#### Exercise requirements
Pull every line holding the string "runs" from the records below.
** Opening Records for the exercise block **
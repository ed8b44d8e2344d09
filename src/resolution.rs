//! Multi-resolution matching.
//!
//! A [`Resolutions`] tuple holds parallel series covering the same stretch of
//! time at different samplings, e.g. daily bars in slot 0 and weekly bars in
//! slot 1. Searching a pattern over the tuple runs it on slot 0, except where
//! a [`Pattern::at`] anywhere in the pattern picks another slot for its
//! operand. Every instance found is paired with the whole tuple re-sliced to
//! that instance's extent, so the next stage can keep matching inside a window
//! that is consistent across all resolutions.
//!
//! Slots are expected to share one number space (a coarse bar numbered by the
//! first fine bar it aggregates, as produced by [`BarSeries::resample`]); see
//! [`BarSeries::covering`] for the re-slicing rule.

use std::iter;

use tracing::trace;

use crate::{BarSeries, Pattern, PatternError, PatternInstance, Result, Span};

/// Non-empty ordered tuple of series at different resolutions.
#[derive(Debug, Clone)]
pub struct Resolutions {
    slots: Vec<BarSeries>,
}

impl Resolutions {
    pub fn new(slots: Vec<BarSeries>) -> Result<Self> {
        if slots.is_empty() {
            return Err(PatternError::EmptyResolutions);
        }
        Ok(Self { slots })
    }

    /// The same series in each of `len` slots.
    pub fn uniform(series: BarSeries, len: usize) -> Result<Self> {
        Self::new(vec![series; len])
    }

    #[inline]
    pub fn len(&self) -> usize {
        self.slots.len()
    }

    #[inline]
    pub fn is_empty(&self) -> bool {
        self.slots.is_empty()
    }

    pub fn slot(&self, slot: usize) -> Result<&BarSeries> {
        self.slots
            .get(slot)
            .ok_or(PatternError::ResolutionOutOfRange {
                slot,
                len: self.slots.len(),
            })
    }

    #[inline]
    pub fn slots(&self) -> &[BarSeries] {
        &self.slots
    }

    /// Every slot narrowed to the bars covering `span`. Searches re-slice by
    /// the found instance's [`BarSeries::coverage`] in its own slot, so a
    /// coarse match narrows finer slots to the whole period it stands for.
    pub fn reslice(&self, span: Span) -> Resolutions {
        Self {
            slots: self.slots.iter().map(|s| s.covering(span)).collect(),
        }
    }

    /// Every slot narrowed to the bars numbered `number` or later.
    pub fn since(&self, number: u64) -> Resolutions {
        Self {
            slots: self.slots.iter().map(|s| s.since(number)).collect(),
        }
    }
}

/// An instance found in one slot, paired with the tuple narrowed to it.
#[derive(Debug, Clone)]
pub struct ResolutionMatch {
    pub instance: PatternInstance,
    pub context: Resolutions,
}

/// Lazy sequence of multi-resolution search results.
pub type ResolutionMatches = Box<dyn Iterator<Item = Result<ResolutionMatch>> + Send>;

/// A pattern bound to a resolution tuple; restartable like [`crate::Search`].
#[derive(Clone)]
pub struct ResolutionSearch {
    pattern: Pattern,
    frame: Resolutions,
}

impl ResolutionSearch {
    pub fn iter(&self) -> ResolutionMatches {
        let end = self.pattern.end_slot(0);
        let home = match self.frame.slot(end) {
            Ok(bars) => bars.clone(),
            Err(e) => return Box::new(iter::once(Err(e))),
        };
        trace!(
            pattern = %self.pattern,
            slots = self.frame.len(),
            end,
            "searching resolutions"
        );

        let frame = self.frame.clone();
        Box::new(self.pattern.matches_in(&frame, 0).map(move |found| {
            found.map(|instance| ResolutionMatch {
                context: frame.reslice(home.coverage(instance.span())),
                instance,
            })
        }))
    }

    pub fn collect_all(&self) -> Result<Vec<ResolutionMatch>> {
        self.iter().collect()
    }
}

impl IntoIterator for ResolutionSearch {
    type Item = Result<ResolutionMatch>;
    type IntoIter = ResolutionMatches;

    fn into_iter(self) -> ResolutionMatches {
        self.iter()
    }
}

impl IntoIterator for &ResolutionSearch {
    type Item = Result<ResolutionMatch>;
    type IntoIter = ResolutionMatches;

    fn into_iter(self) -> ResolutionMatches {
        self.iter()
    }
}

impl Pattern {
    /// Search over a resolution tuple. Operands of [`Pattern::at`] run on
    /// their slot wherever they sit in the pattern; everything else runs on
    /// slot 0. Each context is re-sliced by the instance's coverage in the
    /// slot holding its last bar.
    pub fn search_resolutions(&self, frame: &Resolutions) -> ResolutionSearch {
        ResolutionSearch {
            pattern: self.clone(),
            frame: frame.clone(),
        }
    }
}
** Closing Records for the exercise block **
#### Task result
//! slot 1. Searching a pattern over the tuple runs it on slot 0, except where
    /// their slot wherever they sit in the pattern; everything else runs on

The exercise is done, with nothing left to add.